--- INPUT DATA Enclosed Below ---

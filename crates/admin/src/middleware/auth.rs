//! Admin bearer token extraction.
//!
//! The admin service keeps no users or sessions. Each request must carry
//! `Authorization: Bearer <token>`; the token is forwarded on every backend
//! call and the backend decides what the admin may do.

use axum::{
    extract::FromRequestParts,
    http::{header::AUTHORIZATION, request::Parts},
};

use crate::error::AppError;

/// Extractor that requires a bearer token.
///
/// # Example
///
/// ```rust,ignore
/// async fn protected_handler(
///     RequireAdminToken(token): RequireAdminToken,
///     State(state): State<AppState>,
/// ) -> Result<Json<Vec<Order>>> {
///     Ok(Json(state.backend().list_orders(&token, None).await?))
/// }
/// ```
pub struct RequireAdminToken(pub String);

impl<S> FromRequestParts<S> for RequireAdminToken
where
    S: Send + Sync,
{
    type Rejection = AppError;

    async fn from_request_parts(parts: &mut Parts, _state: &S) -> Result<Self, Self::Rejection> {
        let header = parts
            .headers
            .get(AUTHORIZATION)
            .ok_or_else(|| AppError::Unauthorized("Missing bearer token".to_string()))?;

        let value = header
            .to_str()
            .map_err(|_| AppError::Unauthorized("Malformed authorization header".to_string()))?;

        parse_bearer(value)
            .map(|token| Self(token.to_string()))
            .ok_or_else(|| AppError::Unauthorized("Expected a bearer token".to_string()))
    }
}

fn parse_bearer(value: &str) -> Option<&str> {
    let (scheme, token) = value.trim().split_once(' ')?;
    let token = token.trim();
    (scheme.eq_ignore_ascii_case("bearer") && !token.is_empty()).then_some(token)
}

#[cfg(test)]
#[allow(clippy::unwrap_used)]
mod tests {
    use axum::http::Request;

    use super::*;

    async fn extract(header: Option<&str>) -> Result<RequireAdminToken, AppError> {
        let mut builder = Request::builder().uri("/api/orders");
        if let Some(value) = header {
            builder = builder.header(AUTHORIZATION, value);
        }
        let (mut parts, ()) = builder.body(()).unwrap().into_parts();
        RequireAdminToken::from_request_parts(&mut parts, &()).await
    }

    #[tokio::test]
    async fn test_bearer_token_is_extracted() {
        let RequireAdminToken(token) = extract(Some("Bearer admin-jwt")).await.unwrap();
        assert_eq!(token, "admin-jwt");
    }

    #[tokio::test]
    async fn test_missing_or_wrong_scheme_is_unauthorized() {
        for header in [None, Some("Basic YWRtaW4="), Some("Bearer   ")] {
            let err = extract(header).await.err().unwrap();
            assert!(matches!(err, AppError::Unauthorized(_)), "{header:?}");
        }
    }
}
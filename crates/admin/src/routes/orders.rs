//! Order management handlers.

use axum::{
    Json,
    extract::{Path, Query, State},
};
use serde::Deserialize;
use tilestore_core::{Order, OrderId, OrderStatus};
use tracing::instrument;

use crate::backend::StatusUpdate;
use crate::error::Result;
use crate::middleware::RequireAdminToken;
use crate::state::AppState;

/// Order listing filter.
#[derive(Debug, Default, Deserialize)]
pub struct OrderListQuery {
    pub status: Option<OrderStatus>,
}

/// Orders, newest first, optionally restricted to one status.
///
/// The status is sent to the backend and applied again here, so a backend
/// that ignores the parameter still yields a correct list.
#[instrument(skip(token, state))]
pub async fn index(
    RequireAdminToken(token): RequireAdminToken,
    State(state): State<AppState>,
    Query(query): Query<OrderListQuery>,
) -> Result<Json<Vec<Order>>> {
    let mut orders = state.backend().list_orders(&token, query.status).await?;
    if let Some(status) = query.status {
        orders.retain(|order| order.status == status);
    }
    orders.sort_by(|a, b| b.created_at.cmp(&a.created_at));
    Ok(Json(orders))
}

/// Order detail.
#[instrument(skip(token, state))]
pub async fn show(
    RequireAdminToken(token): RequireAdminToken,
    State(state): State<AppState>,
    Path(id): Path<OrderId>,
) -> Result<Json<Order>> {
    Ok(Json(state.backend().get_order(&token, &id).await?))
}

/// Move an order to a new status.
///
/// The transition is checked against the current status first; a disallowed
/// move is a 409 and the backend is never asked to apply it.
#[instrument(skip(token, state))]
pub async fn update_status(
    RequireAdminToken(token): RequireAdminToken,
    State(state): State<AppState>,
    Path(id): Path<OrderId>,
    Json(StatusUpdate { status }): Json<StatusUpdate>,
) -> Result<Json<Order>> {
    let order = state.backend().get_order(&token, &id).await?;
    let next = order.status.transition_to(status)?;

    let updated = state
        .backend()
        .update_order_status(&token, &id, next)
        .await?;

    tracing::info!(order_id = %id, from = %order.status, to = %next, "Order status changed");
    Ok(Json(updated))
}
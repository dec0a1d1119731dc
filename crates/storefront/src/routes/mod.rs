//! HTTP route handlers for storefront.
//!
//! # Route Structure
//!
//! ```text
//! GET    /health                       - Liveness
//! GET    /health/ready                 - Readiness (backend reachable)
//!
//! # Catalog
//! GET    /api/products                 - Listing (filters, sort, page, limit)
//! GET    /api/products/{slug}          - Product detail
//! GET    /api/categories               - Active categories
//!
//! # Wishlist (session)
//! GET    /api/wishlist                 - Wishlist ids and products
//! POST   /api/wishlist                 - Add a product
//! DELETE /api/wishlist/{product_id}    - Remove a product
//!
//! # Cart (session)
//! GET    /api/cart                     - Cart lines and subtotal
//! POST   /api/cart                     - Add a line
//! PATCH  /api/cart/{product_id}        - Set quantity
//! DELETE /api/cart/{product_id}        - Remove a line
//!
//! # Orders
//! POST   /api/checkout                 - Place an order from the cart
//! GET    /api/orders                   - Order history (bearer token)
//! ```

pub mod cart;
pub mod categories;
pub mod checkout;
pub mod health;
pub mod orders;
pub mod products;
pub mod wishlist;

use axum::{
    Router,
    routing::{get, post},
};

use crate::state::AppState;

/// Create the catalog routes router.
pub fn catalog_routes() -> Router<AppState> {
    Router::new()
        .route("/products", get(products::index))
        .route("/products/{slug}", get(products::show))
        .route("/categories", get(categories::index))
}

/// Create the wishlist routes router.
pub fn wishlist_routes() -> Router<AppState> {
    Router::new()
        .route("/", get(wishlist::show).post(wishlist::add))
        .route("/{product_id}", axum::routing::delete(wishlist::remove))
}

/// Create the cart routes router.
pub fn cart_routes() -> Router<AppState> {
    Router::new()
        .route("/", get(cart::show).post(cart::add))
        .route(
            "/{product_id}",
            axum::routing::patch(cart::update).delete(cart::remove),
        )
}

/// Create all `/api` routes.
pub fn api_routes() -> Router<AppState> {
    Router::new()
        .merge(catalog_routes())
        .nest("/wishlist", wishlist_routes())
        .nest("/cart", cart_routes())
        .route("/checkout", post(checkout::place_order))
        .route("/orders", get(orders::index))
}

/// Create all routes for the storefront.
pub fn routes() -> Router<AppState> {
    Router::new()
        .route("/health", get(health::health))
        .route("/health/ready", get(health::readiness))
        .nest("/api", api_routes())
}
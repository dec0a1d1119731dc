//! Unified error handling with Sentry integration.
//!
//! Provides a unified `AppError` type that captures errors to Sentry before
//! responding to the client. All route handlers should return `Result<T, AppError>`.
//! Responses carry a JSON body of the form `{"error": "..."}`.

use axum::{
    Json,
    http::StatusCode,
    response::{IntoResponse, Response},
};
use serde_json::json;
use thiserror::Error;
use tilestore_core::catalog::PageError;

use crate::backend::BackendError;
use crate::services::checkout::CheckoutError;
use crate::store::StoreError;

/// Application-level error type for the storefront.
#[derive(Debug, Error)]
pub enum AppError {
    /// Backend API operation failed.
    #[error("Backend error: {0}")]
    Backend(#[from] BackendError),

    /// Session-scoped store operation failed.
    #[error("Store error: {0}")]
    Store(#[from] StoreError),

    /// Checkout could not be completed.
    #[error("Checkout error: {0}")]
    Checkout(#[from] CheckoutError),

    /// Session layer failed.
    #[error("Session error: {0}")]
    Session(#[from] tower_sessions::session::Error),

    /// Resource not found.
    #[error("Not found: {0}")]
    NotFound(String),

    /// Caller is not authenticated.
    #[error("Unauthorized: {0}")]
    Unauthorized(String),

    /// Bad request from client.
    #[error("Bad request: {0}")]
    BadRequest(String),

    /// Internal server error.
    #[error("Internal error: {0}")]
    Internal(String),
}

impl From<PageError> for AppError {
    fn from(err: PageError) -> Self {
        Self::BadRequest(err.to_string())
    }
}

impl AppError {
    /// HTTP status for this error.
    #[must_use]
    pub fn status(&self) -> StatusCode {
        match self {
            Self::Backend(err) => match err {
                BackendError::NotFound(_) => StatusCode::NOT_FOUND,
                BackendError::Unauthorized => StatusCode::UNAUTHORIZED,
                BackendError::Rejected(_) => StatusCode::BAD_REQUEST,
                BackendError::RateLimited(_) => StatusCode::TOO_MANY_REQUESTS,
                _ => StatusCode::BAD_GATEWAY,
            },
            Self::Store(StoreError::Cart(_)) | Self::Checkout(_) | Self::BadRequest(_) => {
                StatusCode::BAD_REQUEST
            }
            Self::Store(StoreError::Unavailable(_)) | Self::Session(_) | Self::Internal(_) => {
                StatusCode::INTERNAL_SERVER_ERROR
            }
            Self::NotFound(_) => StatusCode::NOT_FOUND,
            Self::Unauthorized(_) => StatusCode::UNAUTHORIZED,
        }
    }

    /// Message safe to show to clients.
    fn client_message(&self) -> String {
        match self {
            Self::Backend(err) => match err {
                BackendError::NotFound(_) => "Not found".to_string(),
                BackendError::Unauthorized => "Unauthorized".to_string(),
                BackendError::Rejected(msg) => msg.clone(),
                BackendError::RateLimited(_) => "Too many requests".to_string(),
                _ => "External service error".to_string(),
            },
            Self::Store(StoreError::Cart(err)) => err.to_string(),
            Self::Checkout(err) => err.to_string(),
            Self::Store(StoreError::Unavailable(_)) | Self::Session(_) | Self::Internal(_) => {
                "Internal server error".to_string()
            }
            Self::NotFound(msg) | Self::Unauthorized(msg) | Self::BadRequest(msg) => msg.clone(),
        }
    }
}

impl IntoResponse for AppError {
    fn into_response(self) -> Response {
        let status = self.status();

        // Capture server errors to Sentry
        if status.is_server_error() {
            let event_id = sentry::capture_error(&self);
            tracing::error!(
                error = %self,
                sentry_event_id = %event_id,
                "Request error"
            );
        } else {
            tracing::debug!(error = %self, status = %status, "Request rejected");
        }

        // Don't expose internal error details to clients
        (status, Json(json!({ "error": self.client_message() }))).into_response()
    }
}

/// Result type alias for `AppError`.
pub type Result<T> = std::result::Result<T, AppError>;

/// Add a breadcrumb for visitor actions.
///
/// Breadcrumbs appear in Sentry error reports to show the trail of actions
/// leading up to an error.
pub fn add_breadcrumb(category: &str, message: &str, data: &[(&str, &str)]) {
    let mut breadcrumb = sentry::Breadcrumb {
        category: Some(category.to_string()),
        message: Some(message.to_string()),
        level: sentry::Level::Info,
        ..Default::default()
    };

    for (key, value) in data {
        breadcrumb.data.insert(
            (*key).to_string(),
            serde_json::Value::String((*value).to_string()),
        );
    }

    sentry::add_breadcrumb(breadcrumb);
}
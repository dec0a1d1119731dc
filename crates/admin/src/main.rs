//! Tilestore Admin - internal catalog and order management.
//!
//! This binary serves the admin JSON API on port 3001.
//!
//! # Security
//!
//! Bind to a private interface. The service has no credentials of its own;
//! each request's bearer token is forwarded to the backend API.
//!
//! # Architecture
//!
//! - Axum web framework, JSON only
//! - Backend REST API for products, categories, coupons and orders

#![cfg_attr(not(test), forbid(unsafe_code))]

use sentry::integrations::tracing as sentry_tracing;
use tilestore_admin::config::AdminConfig;
use tilestore_admin::state::AppState;
use tracing_subscriber::{layer::SubscriberExt, util::SubscriberInitExt};

/// Initialize Sentry error tracking and return guard that must be kept alive.
fn init_sentry(config: &AdminConfig) -> Option<sentry::ClientInitGuard> {
    let dsn = config.sentry_dsn.as_ref()?;

    let guard = sentry::init((
        dsn.as_str(),
        sentry::ClientOptions {
            release: sentry::release_name!(),
            environment: config
                .sentry_environment
                .clone()
                .map(std::borrow::Cow::Owned),
            sample_rate: config.sentry_sample_rate,
            traces_sample_rate: config.sentry_traces_sample_rate,
            attach_stacktrace: true,
            send_default_pii: true, // Order detail includes shipping addresses
            ..Default::default()
        },
    ));

    tracing::info!("Sentry initialized");
    Some(guard)
}

fn sentry_event_filter(metadata: &tracing::Metadata<'_>) -> sentry_tracing::EventFilter {
    match *metadata.level() {
        tracing::Level::ERROR | tracing::Level::WARN => sentry_tracing::EventFilter::Event,
        tracing::Level::INFO | tracing::Level::DEBUG => sentry_tracing::EventFilter::Breadcrumb,
        _ => sentry_tracing::EventFilter::Ignore,
    }
}

#[tokio::main]
async fn main() {
    let config = AdminConfig::from_env().expect("Failed to load configuration");

    // Initialize Sentry (must be done before tracing subscriber)
    let _sentry_guard = init_sentry(&config);

    let env_filter = tracing_subscriber::EnvFilter::try_from_default_env()
        .unwrap_or_else(|_| "tilestore_admin=info,tower_http=debug".into());

    let json_layer = config
        .json_logs
        .then(|| tracing_subscriber::fmt::layer().json().flatten_event(true));
    let text_layer = (!config.json_logs).then(tracing_subscriber::fmt::layer);

    tracing_subscriber::registry()
        .with(env_filter)
        .with(json_layer)
        .with(text_layer)
        .with(sentry_tracing::layer().event_filter(sentry_event_filter))
        .init();

    tracing::info!(backend = %config.backend_url, "Using backend API");

    let state = AppState::new(config.clone()).expect("Failed to create application state");

    let app = tilestore_admin::app(state)
        // Sentry layers (outermost for full request coverage)
        .layer(sentry_tower::NewSentryLayer::new_from_top())
        .layer(sentry_tower::SentryHttpLayer::new().enable_transaction());

    let addr = config.socket_addr();
    tracing::info!("admin listening on http://{}", addr);

    let listener = tokio::net::TcpListener::bind(addr)
        .await
        .expect("Failed to bind to address");

    axum::serve(listener, app)
        .with_graceful_shutdown(shutdown_signal())
        .await
        .expect("Server error");
}

/// Wait for shutdown signal (Ctrl+C or SIGTERM).
async fn shutdown_signal() {
    let ctrl_c = async {
        tokio::signal::ctrl_c()
            .await
            .expect("Failed to install Ctrl+C handler");
    };

    #[cfg(unix)]
    let terminate = async {
        tokio::signal::unix::signal(tokio::signal::unix::SignalKind::terminate())
            .expect("Failed to install signal handler")
            .recv()
            .await;
    };

    #[cfg(not(unix))]
    let terminate = std::future::pending::<()>();

    tokio::select! {
        () = ctrl_c => {},
        () = terminate => {},
    }

    tracing::info!("Shutdown signal received, starting graceful shutdown");
}
//! In-memory wishlist/cart store.

use std::collections::HashMap;
use std::sync::Arc;

use async_trait::async_trait;
use tilestore_core::{Cart, ProductId, SessionKey, VariantId, Wishlist};
use tokio::sync::RwLock;

use super::{CartStore, StoreResult, WishlistStore};

/// Process-local store. Every mutation happens under a single write lock, so
/// concurrent requests for the same session never lose updates.
#[derive(Debug, Default, Clone)]
pub struct InMemoryStore {
    wishlists: Arc<RwLock<HashMap<SessionKey, Wishlist>>>,
    carts: Arc<RwLock<HashMap<SessionKey, Cart>>>,
}

impl InMemoryStore {
    #[must_use]
    pub fn new() -> Self {
        Self::default()
    }
}

#[async_trait]
impl WishlistStore for InMemoryStore {
    async fn wishlist(&self, session: SessionKey) -> StoreResult<Wishlist> {
        let wishlists = self.wishlists.read().await;
        Ok(wishlists.get(&session).cloned().unwrap_or_default())
    }

    async fn add_to_wishlist(
        &self,
        session: SessionKey,
        product_id: ProductId,
    ) -> StoreResult<bool> {
        let mut wishlists = self.wishlists.write().await;
        Ok(wishlists.entry(session).or_default().add(product_id))
    }

    async fn remove_from_wishlist(
        &self,
        session: SessionKey,
        product_id: &ProductId,
    ) -> StoreResult<bool> {
        let mut wishlists = self.wishlists.write().await;
        let Some(wishlist) = wishlists.get_mut(&session) else {
            return Ok(false);
        };
        let removed = wishlist.remove(product_id);
        if wishlist.is_empty() {
            wishlists.remove(&session);
        }
        Ok(removed)
    }
}

#[async_trait]
impl CartStore for InMemoryStore {
    async fn cart(&self, session: SessionKey) -> StoreResult<Cart> {
        let carts = self.carts.read().await;
        Ok(carts.get(&session).cloned().unwrap_or_default())
    }

    async fn add_to_cart(
        &self,
        session: SessionKey,
        product_id: ProductId,
        variant_id: Option<VariantId>,
        quantity: u32,
    ) -> StoreResult<Cart> {
        let mut carts = self.carts.write().await;
        let cart = carts.entry(session).or_default();
        if let Err(err) = cart.add(product_id, variant_id, quantity) {
            if cart.is_empty() {
                carts.remove(&session);
            }
            return Err(err.into());
        }
        Ok(cart.clone())
    }

    async fn set_quantity(
        &self,
        session: SessionKey,
        product_id: &ProductId,
        variant_id: Option<&VariantId>,
        quantity: u32,
    ) -> StoreResult<Option<Cart>> {
        let mut carts = self.carts.write().await;
        let Some(cart) = carts.get_mut(&session) else {
            return Ok(None);
        };
        if !cart.set_quantity(product_id, variant_id, quantity)? {
            return Ok(None);
        }
        let updated = cart.clone();
        if updated.is_empty() {
            carts.remove(&session);
        }
        Ok(Some(updated))
    }

    async fn remove_from_cart(
        &self,
        session: SessionKey,
        product_id: &ProductId,
        variant_id: Option<&VariantId>,
    ) -> StoreResult<bool> {
        let mut carts = self.carts.write().await;
        let Some(cart) = carts.get_mut(&session) else {
            return Ok(false);
        };
        let removed = cart.remove(product_id, variant_id);
        if cart.is_empty() {
            carts.remove(&session);
        }
        Ok(removed)
    }

    async fn clear_cart(&self, session: SessionKey) -> StoreResult<()> {
        self.carts.write().await.remove(&session);
        Ok(())
    }
}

--- End of Enclosed INPUT DATA ---

Quote the records from their first line to the line with "async fn from_request_parts(parts: &mut", inclusive, without adding or dropping anything.

filename crates/admin/src/middleware/auth.rs
//! Admin bearer token extraction.
//!
//! The admin service keeps no users or sessions. Each request must carry
//! `Authorization: Bearer <token>`; the token is forwarded on every backend
//! call and the backend decides what the admin may do.

use axum::{
    extract::FromRequestParts,
    http::{header::AUTHORIZATION, request::Parts},
};

use crate::error::AppError;

/// Extractor that requires a bearer token.
///
/// # Example
///
/// ```rust,ignore
/// async fn protected_handler(
///     RequireAdminToken(token): RequireAdminToken,
///     State(state): State<AppState>,
/// ) -> Result<Json<Vec<Order>>> {
///     Ok(Json(state.backend().list_orders(&token, None).await?))
/// }
/// ```
pub struct RequireAdminToken(pub String);

impl<S> FromRequestParts<S> for RequireAdminToken
where
    S: Send + Sync,
{
    type Rejection = AppError;

    async fn from_request_parts(parts: &mut Parts, _state: &S) -> Result<Self, Self::Rejection> {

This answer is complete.